Unlike Recruit Kaimong and Private Culpepper, Private Sung didn’t struggle or resist. He cooperated with the bailiffs in being draped faced
own over the frame. Without a word, he let them bind his wrists and ankles in place, and endured the kidney pads being wrapped around his lower back.
The first few blows to his buttocks did make him gasp. By the sixth, he grunted with each stroke, the sound muffled by the biting gag placed in his mouth. On stroke twelve, tears could be easily seen dripping down his reddened, grimacing face. When the cane was moved after the sixteenth, so was the frame, its angle lowered so that his upper back was placed at the same height his rump had been. Within three strokes, he cried out, the yell only half-muffled by the gag.
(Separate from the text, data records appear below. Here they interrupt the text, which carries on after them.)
//! Client for a generic bearer-token REST note service.
//!
//! One POST per note, tags and metadata included in the payload.

use std::time::Duration;

use async_trait::async_trait;
use reqwest::Client;
use serde::{Deserialize, Serialize};
use tracing::{error, info};

use capnote_core::defaults::{
    ENV_NOTE_TIMEOUT, ENV_REST_TOKEN, ENV_REST_URL, NOTE_TIMEOUT_SECS, REST_NOTE_URL, REST_SOURCE,
};
use capnote_core::{Error, NoteDraft, NoteSink, PublishedNote, Result};

#[derive(Debug, Clone, Serialize, Deserialize)]
#[serde(default)]
pub struct RestConfig {
    /// Full endpoint URL notes are POSTed to.
    pub api_url: String,
    /// Sent as `Authorization: Bearer <token>`.
    pub api_token: String,
    /// Value of `metadata.source` in every payload.
    pub source: String,
    pub timeout_seconds: u64,
}

impl Default for RestConfig {
    fn default() -> Self {
        Self {
            api_url: REST_NOTE_URL.to_string(),
            api_token: String::new(),
            source: REST_SOURCE.to_string(),
            timeout_seconds: NOTE_TIMEOUT_SECS,
        }
    }
}

impl RestConfig {
    pub fn from_env() -> Self {
        let defaults = Self::default();
        Self {
            api_url: std::env::var(ENV_REST_URL).unwrap_or(defaults.api_url),
            api_token: std::env::var(ENV_REST_TOKEN).unwrap_or(defaults.api_token),
            source: defaults.source,
            timeout_seconds: std::env::var(ENV_NOTE_TIMEOUT)
                .ok()
                .and_then(|v| v.parse().ok())
                .unwrap_or(defaults.timeout_seconds),
        }
    }

    pub fn validate(&self) -> Result<()> {
        if !self.api_url.starts_with("http://") && !self.api_url.starts_with("https://") {
            return Err(Error::Config(format!(
                "rest api_url must start with http:// or https://, got: {}",
                self.api_url
            )));
        }
        if self.api_token.is_empty() {
            return Err(Error::Config("rest api_token cannot be empty".to_string()));
        }
        if self.timeout_seconds == 0 {
            return Err(Error::Config("rest timeout_seconds must be > 0".to_string()));
        }
        Ok(())
    }
}

#[derive(Debug, Serialize)]
struct SaveNoteRequest<'a> {
    title: &'a str,
    content: &'a str,
    source_url: Option<&'a str>,
    tags: Vec<&'a str>,
    metadata: RequestMetadata<'a>,
}

#[derive(Debug, Serialize)]
struct RequestMetadata<'a> {
    source: &'a str,
    original_sender: Option<&'a str>,
    timestamp: Option<i64>,
}

pub struct RestNoteClient {
    client: Client,
    config: RestConfig,
}

impl RestNoteClient {
    pub fn new(config: RestConfig) -> Result<Self> {
        let client = Client::builder()
            .timeout(Duration::from_secs(config.timeout_seconds))
            .build()
            .map_err(|e| Error::Config(format!("Failed to create HTTP client: {}", e)))?;

        info!(
            subsystem = "notes",
            component = "rest",
            api_url = %config.api_url,
            timeout_secs = config.timeout_seconds,
            "Initializing note client"
        );

        Ok(Self { client, config })
    }

    pub fn config(&self) -> &RestConfig {
        &self.config
    }

    fn payload<'a>(&'a self, draft: &'a NoteDraft) -> SaveNoteRequest<'a> {
        let metadata = draft.metadata();
        SaveNoteRequest {
            title: draft.title(),
            content: draft.body(),
            source_url: draft.source_url(),
            tags: draft.tags().collect(),
            metadata: RequestMetadata {
                source: &self.config.source,
                original_sender: metadata.and_then(|m| m.original_sender.as_deref()),
                timestamp: metadata.and_then(|m| m.timestamp),
            },
        }
    }

    /// POST `draft`. Succeeds on 200 or 201.
    pub async fn save_note(&self, draft: &NoteDraft) -> Result<()> {
        let response = self
            .client
            .post(&self.config.api_url)
            .bearer_auth(&self.config.api_token)
            .json(&self.payload(draft))
            .send()
            .await
            .map_err(|e| {
                error!(subsystem = "notes", component = "rest", op = "save_note", error = %e, "Note request failed");
                Error::Network(e.to_string())
            })?;

        let status = response.status().as_u16();
        if status != 200 && status != 201 {
            let body = response.text().await.unwrap_or_default();
            error!(
                subsystem = "notes",
                component = "rest",
                op = "save_note",
                status,
                body = %body,
                "Note service rejected note"
            );
            return Err(Error::remote(status, body));
        }

        info!(
            subsystem = "notes",
            component = "rest",
            op = "save_note",
            title = draft.title(),
            "Note saved"
        );
        Ok(())
    }
}

#[async_trait]
impl NoteSink for RestNoteClient {
    /// The REST service applies tags itself, so every tag counts as linked.
    async fn publish(&self, draft: &NoteDraft) -> Result<PublishedNote> {
        self.save_note(draft).await?;
        Ok(PublishedNote {
            id: None,
            linked_tags: draft.tags().map(str::to_string).collect(),
            failed_tags: Vec::new(),
        })
    }

    fn name(&self) -> &str {
        "rest"
    }
}

#[cfg(test)]
mod tests {
    use super::*;
    use capnote_core::NoteMetadata;
    use serde_json::json;

    fn client() -> RestNoteClient {
        RestNoteClient::new(RestConfig {
            api_token: "secret".to_string(),
            ..Default::default()
        })
        .unwrap()
    }

    #[test]
    fn test_payload_shape() {
        let client = client();
        let draft = NoteDraft::new("Title", "Body")
            .with_tags(["wechat", "article"])
            .with_source_url("https://example.com/a")
            .with_metadata(NoteMetadata {
                original_sender: Some("Alice".to_string()),
                timestamp: Some(1_700_000_000_000),
            });

        let value = serde_json::to_value(client.payload(&draft)).unwrap();
        assert_eq!(
            value,
            json!({
                "title": "Title",
                "content": "Body",
                "source_url": "https://example.com/a",
                "tags": ["article", "wechat"],
                "metadata": {
                    "source": "wechat_helper",
                    "original_sender": "Alice",
                    "timestamp": 1_700_000_000_000i64
                }
            })
        );
    }

    #[test]
    fn test_payload_without_metadata_sends_nulls() {
        let client = client();
        let draft = NoteDraft::new("T", "B");
        let value = serde_json::to_value(client.payload(&draft)).unwrap();
        assert_eq!(value["metadata"]["original_sender"], serde_json::Value::Null);
        assert_eq!(value["source_url"], serde_json::Value::Null);
    }

    #[test]
    fn test_validate_rejects_missing_token() {
        assert!(RestConfig::default().validate().is_err());
        assert!(RestConfig {
            api_token: "t".to_string(),
            ..Default::default()
        }
        .validate()
        .is_ok());
    }
}
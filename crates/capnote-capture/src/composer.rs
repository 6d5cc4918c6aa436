//! Note composition.
//!
//! Pure functions from message text (plus extracted content) to a
//! [`NoteDraft`]. Tags follow a fixed policy per branch.

use serde::{Deserialize, Serialize};

use capnote_core::defaults::{TAG_ARTICLE, TAG_LINK, TAG_MEMO, TAG_SOURCE};
use capnote_core::{ExtractedArticle, IncomingMessage, NoteDraft, NoteMetadata};
use capnote_extract::{title_from_content, title_from_text};

/// How link captures are rendered.
#[derive(Debug, Clone, Copy, PartialEq, Eq, Default, Serialize, Deserialize)]
#[serde(rename_all = "lowercase")]
pub enum NoteStyle {
    /// Message text plus page excerpt; a marker replaces missing content.
    /// Plain text becomes a memo note.
    #[default]
    Link,
    /// The extracted article itself; nothing is written when extraction
    /// fails. Plain text is kept as a local memo only.
    Article,
}

/// Draft for a URL on the local network. The page is never fetched.
pub fn compose_internal(message: &str, url: &str) -> NoteDraft {
    let body = format!("Internal link message:\n\n{}\n\nLink: {}", message, url);
    NoteDraft::new(title_from_text(message), body)
        .with_tags([TAG_SOURCE, TAG_LINK])
        .with_source_url(url)
}

/// Link-style draft for an external URL.
///
/// The title comes from the page content, or the host when there is none.
/// Blank content gets the same marker as a failed extraction.
pub fn compose_external(message: &str, url: &str, article: Option<&ExtractedArticle>) -> NoteDraft {
    let mut body = format!("Message:\n{}\n\nSource: {}\n\n", message, url);
    let title = match article.filter(|a| !a.content.trim().is_empty()) {
        Some(article) => {
            body.push_str("\n--- Page content ---\n");
            body.push_str(&article.content);
            title_from_content(&article.content, url)
        }
        None => {
            body.push_str("\n--- Page content unavailable ---");
            title_from_content("", url)
        }
    };

    NoteDraft::new(title, body)
        .with_tags([TAG_SOURCE, TAG_LINK])
        .with_source_url(url)
}

/// Article-style draft: the page's own title and content.
pub fn compose_article(article: &ExtractedArticle) -> NoteDraft {
    NoteDraft::new(&article.title, article.content.clone())
        .with_tags([TAG_SOURCE, TAG_ARTICLE])
        .with_source_url(article.url.clone())
}

/// Memo draft from already-organized text.
pub fn compose_text(body: &str) -> NoteDraft {
    NoteDraft::new(title_from_text(body), body.to_string()).with_tags([TAG_SOURCE, TAG_MEMO])
}

/// Sender details for the note payload.
pub fn sender_metadata(message: &IncomingMessage) -> NoteMetadata {
    NoteMetadata {
        original_sender: Some(message.sender_name.clone()).filter(|name| !name.is_empty()),
        timestamp: Some(message.timestamp),
    }
}
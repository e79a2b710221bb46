//! Exercise catalog
//!
//! Immutable static catalog of the bodyweight exercises the program
//! generator prescribes.

use serde::{Deserialize, Serialize};

/// Equipment an exercise needs
#[derive(Debug, Clone, Copy, PartialEq, Eq, Serialize, Deserialize)]
#[serde(rename_all = "SCREAMING_SNAKE_CASE")]
pub enum Equipment {
    None,
    Chair,
    Floor,
}

/// A catalog exercise
///
/// Serialize-only: the catalog is static data handed out to clients, never
/// read back in.
#[derive(Debug, Clone, Serialize)]
pub struct Exercise {
    pub id: &'static str,
    pub name: &'static str,
    pub description: &'static str,
    pub muscles: &'static [&'static str],
    pub equipment: Equipment,
    pub image_key: &'static str,
}

/// The full exercise catalog
pub static EXERCISES: &[Exercise] = &[
    Exercise {
        id: "squat",
        name: "Squat",
        description: "Keeping your back straight, lower yourself as if sitting on an invisible chair, then stand back up.",
        muscles: &["Quadriceps", "Glutes"],
        equipment: Equipment::None,
        image_key: "squat_exercise_illustration",
    },
    Exercise {
        id: "pushup",
        name: "Push-up",
        description: "From the plank position, lower your chest toward the floor by bending your arms, then push back up.",
        muscles: &["Chest", "Triceps"],
        equipment: Equipment::None,
        image_key: "pushup_exercise_illustration",
    },
    Exercise {
        id: "plank",
        name: "Plank",
        description: "Resting on your forearms and toes, hold your body straight as a board.",
        muscles: &["Core", "Abdominals"],
        equipment: Equipment::Floor,
        image_key: "plank_exercise_illustration",
    },
    Exercise {
        id: "tricep_dips",
        name: "Tricep Dips",
        description: "With your hands on the edge of a stable chair, lower your hips and push back up using your triceps.",
        muscles: &["Triceps"],
        equipment: Equipment::Chair,
        image_key: "tricep_dips_exercise_illustration",
    },
    Exercise {
        id: "lunges",
        name: "Lunges",
        description: "Step forward and lower your back knee toward the floor, keeping your torso upright.",
        muscles: &["Legs", "Glutes"],
        equipment: Equipment::None,
        image_key: "lunges_exercise_illustration",
    },
    Exercise {
        id: "glute_bridge",
        name: "Glute Bridge",
        description: "Lying on the floor, lift your hips upward by squeezing your glutes, then lower slowly.",
        muscles: &["Glutes", "Lower back"],
        equipment: Equipment::Floor,
        image_key: "glute_bridge_exercise_illustration",
    },
];

/// Look up a catalog exercise by id
pub fn exercise(id: &str) -> Option<&'static Exercise> {
    EXERCISES.iter().find(|e| e.id == id)
}
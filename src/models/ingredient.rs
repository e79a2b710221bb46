//! Ingredient and recipe models
//!
//! Read-only inputs to shopping-list aggregation. Ingredient identity for
//! aggregation purposes is the case-insensitive (name, unit) pair; no unit
//! conversion happens here, so "flour, g" and "flour, cup" stay distinct.

use serde::{Deserialize, Serialize};

/// Store aisle bucket for shopping-list grouping
#[derive(
    Debug, Clone, Copy, Default, PartialEq, Eq, PartialOrd, Ord, Hash, Serialize, Deserialize,
)]
pub enum AisleCategory {
    Produce,
    Meat,
    Dairy,
    Pantry,
    Frozen,
    #[default]
    Other,
}

impl AisleCategory {
    pub fn as_str(&self) -> &'static str {
        match self {
            AisleCategory::Produce => "Produce",
            AisleCategory::Meat => "Meat",
            AisleCategory::Dairy => "Dairy",
            AisleCategory::Pantry => "Pantry",
            AisleCategory::Frozen => "Frozen",
            AisleCategory::Other => "Other",
        }
    }

    pub fn from_str(s: &str) -> Option<Self> {
        match s.to_lowercase().as_str() {
            "produce" => Some(AisleCategory::Produce),
            "meat" => Some(AisleCategory::Meat),
            "dairy" => Some(AisleCategory::Dairy),
            "pantry" => Some(AisleCategory::Pantry),
            "frozen" => Some(AisleCategory::Frozen),
            "other" => Some(AisleCategory::Other),
            _ => None,
        }
    }
}

/// A quantity of one ingredient in one unit
///
/// `category` defaults to [`AisleCategory::Other`] so records without one
/// still bucket correctly during aisle grouping.
#[derive(Debug, Clone, Serialize, Deserialize)]
pub struct Ingredient {
    pub name: String,
    pub quantity: f64,
    pub unit: String,
    #[serde(default)]
    pub category: AisleCategory,
}

impl Ingredient {
    /// Aggregation key for this ingredient
    pub fn key(&self) -> IngredientKey {
        IngredientKey::new(&self.name, &self.unit)
    }
}

/// Case-normalized (name, unit) aggregation key
///
/// A composite struct rather than a joined string, so a separator character
/// appearing in an ingredient name can never collide two distinct keys.
#[derive(Debug, Clone, PartialEq, Eq, PartialOrd, Ord, Hash, Serialize, Deserialize)]
pub struct IngredientKey {
    pub name: String,
    pub unit: String,
}

impl IngredientKey {
    /// Build a key, lowercasing and trimming both parts
    pub fn new(name: &str, unit: &str) -> Self {
        Self {
            name: name.trim().to_lowercase(),
            unit: unit.trim().to_lowercase(),
        }
    }
}

/// A recipe: a named list of ingredients
///
/// Read-only input to aggregation; no lifecycle beyond being passed in.
#[derive(Debug, Clone, Serialize, Deserialize)]
pub struct Recipe {
    pub id: String,
    pub name: String,
    pub ingredients: Vec<Ingredient>,
}
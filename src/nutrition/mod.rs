//! Nutrition planning module
//!
//! Intake estimation adjustments and shopping-list aggregation.

mod shopping;

pub use shopping::{aggregate_ingredients, categorize_by_aisle, filter_with_pantry, Pantry, ShoppingList};

/// Upward adjustment applied to dining-out calorie estimates
pub const RESTAURANT_BUFFER: f64 = 1.2;

/// Inflate an estimated restaurant meal by 20%
///
/// Self-reported estimates for meals out run low; the fixed buffer absorbs
/// the typical error.
pub fn apply_restaurant_buffer(estimated_calories: f64) -> f64 {
    estimated_calories * RESTAURANT_BUFFER
}
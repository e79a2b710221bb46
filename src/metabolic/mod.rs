//! Metabolic calculation module
//!
//! Closed-form energy formulas and the history-based adaptive estimator.

mod adaptive;
mod formulas;

pub use adaptive::{
    retro_engineer_tdee, EstimateError, MetabolicStrategy, KCAL_PER_KG_BODY_FAT,
    MIN_HISTORY_DAYS,
};
pub use formulas::{
    bmr, body_fat_navy, target_calories, tdee, DEFAULT_DEFICIT_KCAL, MINIMUM_CALORIES_KCAL,
};
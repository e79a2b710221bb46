//! 12-week program generator
//!
//! Produces a fixed three-day-per-week bodyweight program whose volume
//! steps up every two weeks from a per-level baseline.

use serde::{Deserialize, Serialize};

/// Training experience level
#[derive(Debug, Clone, Copy, PartialEq, Eq, Serialize, Deserialize)]
#[serde(rename_all = "SCREAMING_SNAKE_CASE")]
pub enum TrainingLevel {
    Beginner,
    Intermediate,
    Advanced,
}

impl TrainingLevel {
    pub fn as_str(&self) -> &'static str {
        match self {
            TrainingLevel::Beginner => "BEGINNER",
            TrainingLevel::Intermediate => "INTERMEDIATE",
            TrainingLevel::Advanced => "ADVANCED",
        }
    }

    pub fn from_str(s: &str) -> Option<Self> {
        match s.to_uppercase().as_str() {
            "BEGINNER" => Some(TrainingLevel::Beginner),
            "INTERMEDIATE" => Some(TrainingLevel::Intermediate),
            "ADVANCED" => Some(TrainingLevel::Advanced),
            _ => None,
        }
    }

    /// Starting reps for rep-based exercises
    fn base_reps(&self) -> u32 {
        match self {
            TrainingLevel::Beginner => 8,
            TrainingLevel::Intermediate => 12,
            TrainingLevel::Advanced => 15,
        }
    }

    /// Starting hold duration in seconds for timed exercises
    fn base_duration_seconds(&self) -> u32 {
        match self {
            TrainingLevel::Beginner => 20,
            TrainingLevel::Intermediate => 30,
            TrainingLevel::Advanced => 45,
        }
    }
}

/// One prescribed exercise within a workout
#[derive(Debug, Clone, Serialize)]
pub struct ExercisePrescription {
    pub exercise_id: &'static str,
    pub sets: u32,
    pub reps: Option<u32>,
    pub duration_seconds: Option<u32>,
    pub rest_seconds: u32,
}

/// One workout day within a week
#[derive(Debug, Clone, Serialize)]
pub struct WorkoutDay {
    pub day: u32,
    pub exercises: Vec<ExercisePrescription>,
}

/// One week of the program
#[derive(Debug, Clone, Serialize)]
pub struct ProgramWeek {
    pub week: u32,
    pub workouts: Vec<WorkoutDay>,
}

fn reps(exercise_id: &'static str, sets: u32, reps: u32, rest_seconds: u32) -> ExercisePrescription {
    ExercisePrescription {
        exercise_id,
        sets,
        reps: Some(reps),
        duration_seconds: None,
        rest_seconds,
    }
}

fn timed(
    exercise_id: &'static str,
    sets: u32,
    duration_seconds: u32,
    rest_seconds: u32,
) -> ExercisePrescription {
    ExercisePrescription {
        exercise_id,
        sets,
        reps: None,
        duration_seconds: Some(duration_seconds),
        rest_seconds,
    }
}

/// Generate the 12-week program for a training level
///
/// Three workouts per week on days 1, 3 and 5. Intensity increases every
/// two weeks: +2 reps and +5 seconds per increment. Push-up and dip reps
/// are floored at 5 so the reduced prescriptions never degenerate.
pub fn twelve_week_program(level: TrainingLevel) -> Vec<ProgramWeek> {
    let base_reps = level.base_reps();
    let base_duration = level.base_duration_seconds();

    (1..=12)
        .map(|week| {
            let increment = (week - 1) / 2;
            let current_reps = base_reps + increment * 2;
            let current_duration = base_duration + increment * 5;

            let workouts = vec![
                WorkoutDay {
                    day: 1,
                    exercises: vec![
                        reps("squat", 3, current_reps, 60),
                        reps("pushup", 3, current_reps.saturating_sub(4).max(5), 60),
                        timed("plank", 3, current_duration, 45),
                    ],
                },
                WorkoutDay {
                    day: 3,
                    exercises: vec![
                        reps("lunges", 3, current_reps, 60),
                        reps("tricep_dips", 3, current_reps.saturating_sub(4).max(5), 60),
                        reps("glute_bridge", 3, current_reps + 5, 45),
                    ],
                },
                WorkoutDay {
                    day: 5,
                    exercises: vec![
                        reps("squat", 2, current_reps + 2, 45),
                        reps("pushup", 2, current_reps.saturating_sub(2).max(5), 45),
                        timed("plank", 3, current_duration + 10, 30),
                        reps("glute_bridge", 2, current_reps + 10, 30),
                    ],
                },
            ];

            ProgramWeek { week, workouts }
        })
        .collect()
}

#[cfg(test)]
mod tests {
    use super::*;
    use crate::training::exercise;

    #[test]
    fn test_program_spans_twelve_weeks_of_three_days() {
        let program = twelve_week_program(TrainingLevel::Beginner);
        assert_eq!(program.len(), 12);
        for (i, week) in program.iter().enumerate() {
            assert_eq!(week.week, i as u32 + 1);
            let days: Vec<u32> = week.workouts.iter().map(|w| w.day).collect();
            assert_eq!(days, vec![1, 3, 5]);
        }
    }

    #[test]
    fn test_intensity_steps_every_two_weeks() {
        let program = twelve_week_program(TrainingLevel::Intermediate);
        let squat_reps = |week: usize| program[week].workouts[0].exercises[0].reps.unwrap();
        // Weeks 1-2 at baseline, then +2 per two-week block
        assert_eq!(squat_reps(0), 12);
        assert_eq!(squat_reps(1), 12);
        assert_eq!(squat_reps(2), 14);
        assert_eq!(squat_reps(11), 22);

        let plank = &program[0].workouts[0].exercises[2];
        assert_eq!(plank.duration_seconds, Some(30));
        assert_eq!(plank.reps, None);
    }

    #[test]
    fn test_pushup_floor_for_beginners() {
        let program = twelve_week_program(TrainingLevel::Beginner);
        // Baseline 8 reps - 4 would be 4; floored at 5
        let pushups = &program[0].workouts[0].exercises[1];
        assert_eq!(pushups.reps, Some(5));
    }

    #[test]
    fn test_day_five_is_the_lighter_variant() {
        let program = twelve_week_program(TrainingLevel::Advanced);
        let day5 = &program[0].workouts[2];
        assert_eq!(day5.exercises.len(), 4);
        assert_eq!(day5.exercises[0].sets, 2);
        assert_eq!(day5.exercises[0].reps, Some(17));
    }

    #[test]
    fn test_every_prescription_resolves_in_catalog() {
        for week in twelve_week_program(TrainingLevel::Intermediate) {
            for workout in week.workouts {
                for prescription in workout.exercises {
                    assert!(exercise(prescription.exercise_id).is_some());
                }
            }
        }
    }
}
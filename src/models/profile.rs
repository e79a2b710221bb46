//! User profile models
//!
//! Anthropometric inputs supplied by the caller and the derived health
//! profile the dashboard reads back.

use chrono::{Datelike, NaiveDate};
use serde::{Deserialize, Serialize};

use crate::metabolic::{bmr, body_fat_navy, tdee};

/// Biological sex category used by the metabolic formulas
#[derive(Debug, Clone, Copy, PartialEq, Eq, Serialize, Deserialize)]
#[serde(rename_all = "lowercase")]
pub enum Sex {
    Male,
    Female,
}

impl Sex {
    pub fn as_str(&self) -> &'static str {
        match self {
            Sex::Male => "male",
            Sex::Female => "female",
        }
    }

    pub fn from_str(s: &str) -> Option<Self> {
        match s.to_lowercase().as_str() {
            "male" | "m" => Some(Sex::Male),
            "female" | "f" => Some(Sex::Female),
            _ => None,
        }
    }
}

/// Anthropometric measurements for one calculation call
///
/// Immutable input owned by the caller. Weight in kg, height and
/// circumferences in cm, age in years.
#[derive(Debug, Clone, Serialize, Deserialize)]
pub struct AnthropometricProfile {
    pub weight_kg: f64,
    pub height_cm: f64,
    pub age_years: f64,
    pub sex: Sex,
    pub neck_cm: Option<f64>,
    pub waist_cm: Option<f64>,
    pub hip_cm: Option<f64>,
    pub chest_cm: Option<f64>,
}

/// Stored metabolic outputs for a user
///
/// Computed once from an [`AnthropometricProfile`] when the profile is
/// created or updated; the dashboard consumes these values without
/// recomputing them.
#[derive(Debug, Clone, Serialize, Deserialize)]
pub struct HealthProfile {
    pub current_bmr: f64,
    pub current_tdee: f64,
    /// Estimate from the adaptive budget estimator, once enough history exists
    pub adaptive_tdee: Option<f64>,
    /// U.S. Navy estimate; absent when circumferences are missing
    pub body_fat_percentage: Option<f64>,
    pub neck_cm: Option<f64>,
    pub waist_cm: Option<f64>,
    pub hip_cm: Option<f64>,
    pub chest_cm: Option<f64>,
}

impl HealthProfile {
    /// Derive the stored metabolic values from raw measurements
    ///
    /// `activity_factor` is the usual PAL scalar (sedentary 1.2 through
    /// extremely active 1.9, advisory only). The adaptive TDEE starts out
    /// equal to the formula TDEE until history-based estimation replaces it.
    pub fn derive(profile: &AnthropometricProfile, activity_factor: f64) -> Self {
        let current_bmr = bmr(
            profile.weight_kg,
            profile.height_cm,
            profile.age_years,
            profile.sex,
        );
        let current_tdee = tdee(current_bmr, activity_factor);
        let body_fat_percentage = body_fat_navy(
            profile.sex,
            profile.height_cm,
            profile.neck_cm.unwrap_or(0.0),
            profile.waist_cm.unwrap_or(0.0),
            profile.hip_cm,
        );

        Self {
            current_bmr,
            current_tdee,
            adaptive_tdee: Some(current_tdee),
            body_fat_percentage,
            neck_cm: profile.neck_cm,
            waist_cm: profile.waist_cm,
            hip_cm: profile.hip_cm,
            chest_cm: profile.chest_cm,
        }
    }
}

/// Completed years between `birth_date` and `today`
pub fn age_on(birth_date: NaiveDate, today: NaiveDate) -> i32 {
    let mut age = today.year() - birth_date.year();
    if (today.month(), today.day()) < (birth_date.month(), birth_date.day()) {
        age -= 1;
    }
    age
}
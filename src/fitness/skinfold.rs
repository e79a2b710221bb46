//! Skinfold body composition
//!
//! Jackson-Pollock 7-site body density equations and the Siri conversion to
//! body-fat percentage. Skinfold sums are in millimeters.
//!
//! Sites: chest, midaxillary, tricep, subscapular, abdominal, suprailiac,
//! thigh.

/// Body density from the 7-site skinfold sum, male equation
pub fn body_density_male_7(sum7_mm: f64, age_years: f64) -> f64 {
    1.112 - 0.00043499 * sum7_mm + 0.00000055 * sum7_mm.powi(2) - 0.00028826 * age_years
}

/// Body density from the 7-site skinfold sum, female equation
pub fn body_density_female_7(sum7_mm: f64, age_years: f64) -> f64 {
    1.097 - 0.00046971 * sum7_mm + 0.00000056 * sum7_mm.powi(2) - 0.00012828 * age_years
}

/// Body-fat percentage from body density (Siri equation)
///
/// `495 / density - 450`. Composes with either density function above.
pub fn body_fat_from_density(density: f64) -> f64 {
    495.0 / density - 450.0
}
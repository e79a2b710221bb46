//! Training program module
//!
//! Static exercise catalog and the 12-week bodyweight program generator.

mod catalog;
mod program;

pub use catalog::{exercise, Equipment, Exercise, EXERCISES};
pub use program::{
    twelve_week_program, ExercisePrescription, ProgramWeek, TrainingLevel, WorkoutDay,
};
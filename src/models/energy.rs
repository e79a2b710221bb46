//! Daily energy and weight records
//!
//! Time-series inputs for the adaptive budget estimator and the dashboard.

use chrono::{DateTime, Utc};
use serde::{Deserialize, Serialize};

/// One day's observed weight and caloric intake
///
/// A sequence of these is the sole input to adaptive TDEE estimation.
/// Storage order is irrelevant; the estimator sorts by timestamp. Days need
/// not be contiguous.
#[derive(Debug, Clone, Serialize, Deserialize)]
pub struct DailyEnergyRecord {
    pub weight_kg: f64,
    pub calories_in: f64,
    pub timestamp: DateTime<Utc>,
}

/// One logged food entry (dashboard input)
#[derive(Debug, Clone, Serialize, Deserialize)]
pub struct NutritionLog {
    pub calories: f64,
    pub protein: f64,
    pub carbs: f64,
    pub fats: f64,
    pub timestamp: DateTime<Utc>,
}

/// One body-weight measurement (dashboard weight history)
#[derive(Debug, Clone, Serialize, Deserialize)]
pub struct WeightEntry {
    pub weight_kg: f64,
    pub timestamp: DateTime<Utc>,
}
Stroke thirteen cut through his shirt, and the caning was paused while the cut was inspected. With only a little of the skin broken, the examining doctor informed the caner to strike from a different angle. Nodding, the sergeant moved to Sung’s other side, lifted the antiseptic-soaked rod to shoulder height, and continued with blow fourteen.
When it was through, Private Sung had to be lifted from the frame. He could not stand on his own. The Hum-Vee’s medical staff had provided a hovergurney; after settling him facedown on the cushions, he was examined one last time. Several blows had lacerated his skin as well as raised welts and caused bruises, but the doctor’s prognosis confirmed he would recover.
Commodore St. Stephen stepped back up to the podium, located to one side in order to focus the watching balconies of soldiers ringing the round, deep chamber. Bodies stirred around the room in preparation to depart, expecting him to deliver the usual warning of discipline needing to be maintained before their formal dismissal. His first sentence disabused them of that.
“Soldiers. You will remain in your seats and be respectful of what is about to take place,” he ordered the crowd.
Ia’s Company, the roughly 150 who had been free to leave the ship and attend, exchanged puzzled looks. So did the other nine hundred or so soldiers and specialists gathered in the hall.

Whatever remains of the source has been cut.